[RECORDS]
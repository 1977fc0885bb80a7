//! Refresh-token commands.

use clap::{Args, Subcommand};
use serde::Serialize;
use tabled::Tabled;

use chirpy_core::config::{AppConfig, Platform};
use chirpy_auth::RefreshTokenStore;
use chirpy_core::error::AuthError;
use chirpy_entity::session::RefreshToken;

use crate::output::{self, OutputFormat};

/// Arguments for refresh-token commands
#[derive(Debug, Args)]
pub struct RefreshArgs {
    /// Refresh subcommand
    #[command(subcommand)]
    pub command: RefreshCommand,
}

/// Refresh-token subcommands
#[derive(Debug, Subcommand)]
pub enum RefreshCommand {
    /// Issue a refresh token for a user
    Issue {
        /// User ID
        user_id: String,
    },
    /// Resolve a refresh token to its owner, enforcing revocation and expiry
    Lookup {
        /// Refresh token
        token: String,
    },
    /// Show the stored record for a refresh token
    Inspect {
        /// Refresh token
        token: String,
    },
    /// Revoke a refresh token
    Revoke {
        /// Refresh token
        token: String,
    },
    /// Revoke every refresh token of a user
    RevokeUser {
        /// User ID
        user_id: String,
    },
    /// Revoke every refresh token (dev platform only)
    RevokeAll {
        /// Skip confirmation
        #[arg(long)]
        force: bool,
    },
}

/// Refresh-token display row
#[derive(Debug, Serialize, Tabled)]
struct RefreshTokenRow {
    /// Token
    token: String,
    /// Owner
    owner: String,
    /// Issued
    issued_at: String,
    /// Expires
    expires_at: String,
    /// Status
    status: String,
}

impl From<&RefreshToken> for RefreshTokenRow {
    fn from(token: &RefreshToken) -> Self {
        Self {
            token: token.token.clone(),
            owner: token.owner.to_string(),
            issued_at: token.issued_at.format("%Y-%m-%d %H:%M:%S").to_string(),
            expires_at: token.expires_at.format("%Y-%m-%d %H:%M:%S").to_string(),
            status: token.state().to_string(),
        }
    }
}

/// Owner display row
#[derive(Debug, Serialize, Tabled)]
struct OwnerRow {
    /// Owner
    owner: String,
}

/// Execute refresh-token commands
pub async fn execute(
    args: &RefreshArgs,
    config: &AppConfig,
    format: OutputFormat,
) -> Result<(), AuthError> {
    if matches!(args.command, RefreshCommand::RevokeAll { .. }) && config.platform != Platform::Dev {
        return Err(AuthError::configuration(format!(
            "Revoking all refresh tokens is only allowed on the dev platform (current: {})",
            config.platform
        )));
    }

    let (db, store) = super::refresh_store(config).await?;
    let result = run(&args.command, &store, format).await;
    db.close().await;
    result
}

async fn run(
    command: &RefreshCommand,
    store: &RefreshTokenStore,
    format: OutputFormat,
) -> Result<(), AuthError> {
    match command {
        RefreshCommand::Issue { user_id } => {
            let owner = super::parse_user_id(user_id)?;
            let token = store.issue(owner).await?;
            output::print_item(&RefreshTokenRow::from(&token), format);
        }
        RefreshCommand::Lookup { token } => {
            let owner = store.lookup_owner(token).await?;
            output::print_item(
                &OwnerRow {
                    owner: owner.to_string(),
                },
                format,
            );
        }
        RefreshCommand::Inspect { token } => match store.inspect(token).await? {
            Some(record) => output::print_item(&RefreshTokenRow::from(&record), format),
            None => output::print_warning("No such refresh token"),
        },
        RefreshCommand::Revoke { token } => {
            store.revoke(token).await?;
            output::print_success("Refresh token revoked");
        }
        RefreshCommand::RevokeUser { user_id } => {
            let owner = super::parse_user_id(user_id)?;
            let count = store.revoke_all_for(owner).await?;
            output::print_success(&format!("Revoked {count} refresh tokens for {owner}"));
        }
        RefreshCommand::RevokeAll { force } => {
            if !force {
                let confirm = dialoguer::Confirm::new()
                    .with_prompt("Revoke ALL refresh tokens?")
                    .default(false)
                    .interact()
                    .map_err(|e| AuthError::configuration(format!("Input error: {e}")))?;

                if !confirm {
                    println!("Cancelled.");
                    return Ok(());
                }
            }

            let count = store.revoke_all().await?;
            output::print_success(&format!("Revoked {count} refresh tokens"));
        }
    }

    Ok(())
}
//! Database migration commands.

use clap::{Args, Subcommand};

use chirpy_core::config::AppConfig;
use chirpy_core::error::AuthError;

use crate::output;

/// Arguments for the migrate command
#[derive(Debug, Args)]
pub struct MigrateArgs {
    /// Migration subcommand
    #[command(subcommand)]
    pub command: MigrateCommand,
}

/// Migration subcommands
#[derive(Debug, Subcommand)]
pub enum MigrateCommand {
    /// Create or update the refresh-token table
    Run,
    /// Check that the database is reachable
    Check,
}

/// Execute migration commands
pub async fn execute(args: &MigrateArgs, config: &AppConfig) -> Result<(), AuthError> {
    let db = super::connect_db(config).await?;

    match &args.command {
        MigrateCommand::Run => {
            println!("Running database migrations...");
            chirpy_database::migration::run_migrations(db.pool()).await?;
            output::print_success("All migrations applied successfully.");
        }
        MigrateCommand::Check => {
            if db.health_check().await? {
                output::print_success("Database is reachable.");
            } else {
                output::print_warning("Database answered unexpectedly.");
            }
        }
    }

    db.close().await;
    Ok(())
}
[/RECORDS]
- **WHAT THIS TASK INVOLVES**
One number is the whole answer: how many lines in the records contain "count".

- **SOLUTION FOR THIS EXERCISE**
4